Het park is vernoemd naar Adolph Bandelier (1840-1914). Bandelier werd in 1840 in Zwitserland geboren. Hij groeide op in Illinois. Zijn vader was zakenman en had zijn zoon de rol van opvolger aangemeten. Adolphs interesse ging echter uit naar archeologie en geschiedenis. Hij genoot nooit enige formele training in deze wetenschappen en was dus autodidact. De Indianen van Cochiti Pueblo maakten hem attent op de ruïnes in de Canyon des Frivoles. "Het was het mooiste wat ik ooit had gezien" zou hij later zeggen. Een groot gedeelte wat hij leerde tijdens zijn diepgravende (letterlijk én figuurlijk) onderzoek in de Canyon des Frivoles verwerkte hij in een roman, die de titel The Delight Makers draagt. Dit ruim 400 bladzijden tellende boek was in de tijd dat het verscheen zeer succesvol en is nog steeds verkrijgbaar.

Er bevindt zich een heel grote kiva op het terrein. De cirkelvormige kiva heeft een straal van drie meter en is ruim twee meter diep. Men moet niet denken dat dergelijke bouwsels volledig door mensenhanden onaangeroerd zijn gebleven en er al die honderden jaren zo hebben bijgelegen. Toen Bandelier deze kiva vond, lag hij vol met takken en andere rommel. Het parkbeheer maakt ook gebruik van moderne middelen, onder andere van een zeer weersbestendig cement, om ervoor te zorgen dat dit soort ruïnes niet nog verder aftakelen.

De gids wees ons op de sipapu in deze kiva, die overigens door archeologen opnieuw is aangebracht. Vrijwel alle kiva’s hebben een sipapu. Het is een gat of een steen met een gat erin dat het gat symboliseert waardoor, volgens de oorsprongsmythe van de pueblo Indianen, de mens deze wereld in is gekomen. De sipapu, het vuur in het midden van de kiva en een soort ventilator die frisse lucht binnenlaat, vormen één lijn die altijd van noord naar zuid loopt. Dit geldt ook voor veel hedendaagse kiva’s.

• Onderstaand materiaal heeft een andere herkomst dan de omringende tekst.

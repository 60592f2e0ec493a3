use anyhow::Result;
use clap::Parser;
use std::path::PathBuf;
use tracing::info;
use tracing_subscriber::{layer::SubscriberExt, util::SubscriberInitExt};

use anime_notifier::{
    config::Config,
    history::HistoryStore,
    poller::{Poller, Scheduler},
};

#[derive(Parser)]
#[command(name = "anime-notifier")]
#[command(version)]
#[command(about = "Polls an anime listing page and posts new episodes to a webhook")]
#[command(long_about = None)]
struct Cli {
    /// Configuration file path
    #[arg(short, long, default_value = "config.toml")]
    config: String,

    /// Listing page URL (overrides config file)
    #[arg(long, value_name = "URL")]
    source_url: Option<String>,

    /// Webhook URL (overrides config file)
    #[arg(long, value_name = "URL")]
    webhook_url: Option<String>,

    /// History file path (overrides config file)
    #[arg(long, value_name = "PATH")]
    history_path: Option<PathBuf>,

    /// Log level
    #[arg(short = 'v', long, default_value = "info")]
    log_level: String,

    /// Run a single cycle and exit
    #[arg(long)]
    once: bool,
}

#[tokio::main]
async fn main() -> Result<()> {
    let cli = Cli::parse();

    let log_filter = format!("anime_notifier={}", cli.log_level);
    tracing_subscriber::registry()
        .with(
            tracing_subscriber::EnvFilter::try_from_default_env()
                .unwrap_or_else(|_| log_filter.into()),
        )
        .with(tracing_subscriber::fmt::layer())
        .init();

    info!("Starting anime notifier v{}", env!("CARGO_PKG_VERSION"));

    let mut config = Config::load_from_file(&cli.config)?;
    info!("Configuration loaded from: {}", cli.config);

    // Override config with CLI arguments
    if let Some(source_url) = cli.source_url {
        config.source.url = source_url;
    }
    if let Some(webhook_url) = cli.webhook_url {
        config.webhook.url = webhook_url;
    }
    if let Some(history_path) = cli.history_path {
        config.storage.history_path = history_path;
    }
    config.validate()?;

    // A corrupt history file stops startup instead of being overwritten
    let history = HistoryStore::load(&config.storage.history_path, config.storage.max_history)?;
    let mut poller = Poller::from_config(&config, history)?;

    if cli.once {
        let outcome = poller.run_cycle().await;
        info!("Single cycle finished: {:?}", outcome);
        return Ok(());
    }

    let scheduler = Scheduler::new(poller, config.polling.interval);
    scheduler
        .run_until(async {
            if let Err(e) = tokio::signal::ctrl_c().await {
                tracing::error!("Failed to listen for Ctrl-C: {}", e);
                std::future::pending::<()>().await;
            }
        })
        .await;

    Ok(())
}
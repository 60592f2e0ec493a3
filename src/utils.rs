//! Small string and URL helpers shared by the scrapers and the history store

use url::Url;

/// Drop everything from the first `?` onwards
pub fn strip_query(link: &str) -> &str {
    link.split_once('?').map_or(link, |(base, _)| base)
}

/// Trim and collapse runs of whitespace to a single space, like rendered text
pub fn collapse_whitespace(text: &str) -> String {
    text.split_whitespace().collect::<Vec<_>>().join(" ")
}

/// Collapse whitespace within each line and drop blank lines
pub fn collapse_lines(text: &str) -> String {
    text.lines()
        .map(collapse_whitespace)
        .filter(|line| !line.is_empty())
        .collect::<Vec<_>>()
        .join("\n")
}

/// Resolve an `href`/`src` attribute against the page it was found on.
/// Unresolvable values are returned trimmed but otherwise untouched.
pub fn resolve_url(base: &Url, value: &str) -> String {
    let value = value.trim();
    base.join(value)
        .map(|u| u.to_string())
        .unwrap_or_else(|_| value.to_string())
}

Het hoogtepunt van Bandelier is zonder twijfel een ruïne die Tyoni wordt genoemd. Het was vroeger een cirkelvormig huizenblok met 400 kamers en 3 kiva's. De ruïne is het indrukwekkendst als je hem van een afstand bekijkt, wat heel goed mogelijk is door voor een bepaald pad te kiezen. Dit gebied werd zo'n 500 jaar lang door mensen bewoond. Niet alle ruïnes die het monument rijk is, werden echter tegelijkertijd bewoond. De vroegere bewoners van Bandelier worden Anasazi genoemd. Anasazi betekent "voorouders" of "vijanden van de voorouders" in het Navaho. Met name vanwege de laatste vertaling zijn velen ertoe overgegaan om de term te vervangen door "Ancestral Puebloans", al zal het nog wel even duren voordat deze term ingeburgerd is geraakt.

De bewoners bedreven landbouw. Het belangrijkste cultuurgewas was maïs, een cultuurelement dat, net zoals vele andere, uit Midden-Amerika afkomstig was. Er werden echter ook bonen en kalebassen verbouwd. Het vlees van onder meer herten, konijnen, eekhoorns en verschillende vogels, dat verkregen werd door de jacht of door het zetten van vallen, vulde het dieet aan.

’s Zomers droegen de mannen een lendendoek en de vrouwen een jurk. Voor de wintermaanden werden mantels gemaakt van yuccavezels, waarin kalkoenveren en konijnenhuiden werden geweven. Het merendeel van de activiteiten vond in de buitenlucht plaats. De Anasazi kenden een uitgebreid handelsnetwerk dat zich uitstrekte van Baja Californië tot in het huidige Mexico. Hierdoor kwam men in het bezit van zaken als papegaaien en turkoois.

Toen de eerste groepen mensen zich hier vestigden, leefden ze in kleine groepen van waarschijnlijk niet meer dan twee families. Tussen 1150 en 1325 nam de bevolking sterk toe, mensen gingen in grotere, vaste nederzettingen wonen (pueblo’s) met soms wel 40 kamers. De volgende tweeënhalve eeuw ging men nog grotere nederzettingen bouwen, wat tevens inhield dat het aantal nederzettingen afnam. De kiva’s werden soms wel drie keer zo groot als voorheen. Sommigen leiden hieruit af dat er een grotere rol weggelegd was voor de religie. Bandelier beleefde eind 15e eeuw zijn hoogtepunt. Daarna werd het verlaten. Wetenschappers nemen aan dat de huidige bewoners van Cochiti en San Ildefonso Pueblo de nakomelingen zijn van de mensen die hier vroeger woonden. Onder andere omdat er in deze twee pueblo’s een geheel andere taal gesproken wordt dan in de anderen pueblo’s in de regio.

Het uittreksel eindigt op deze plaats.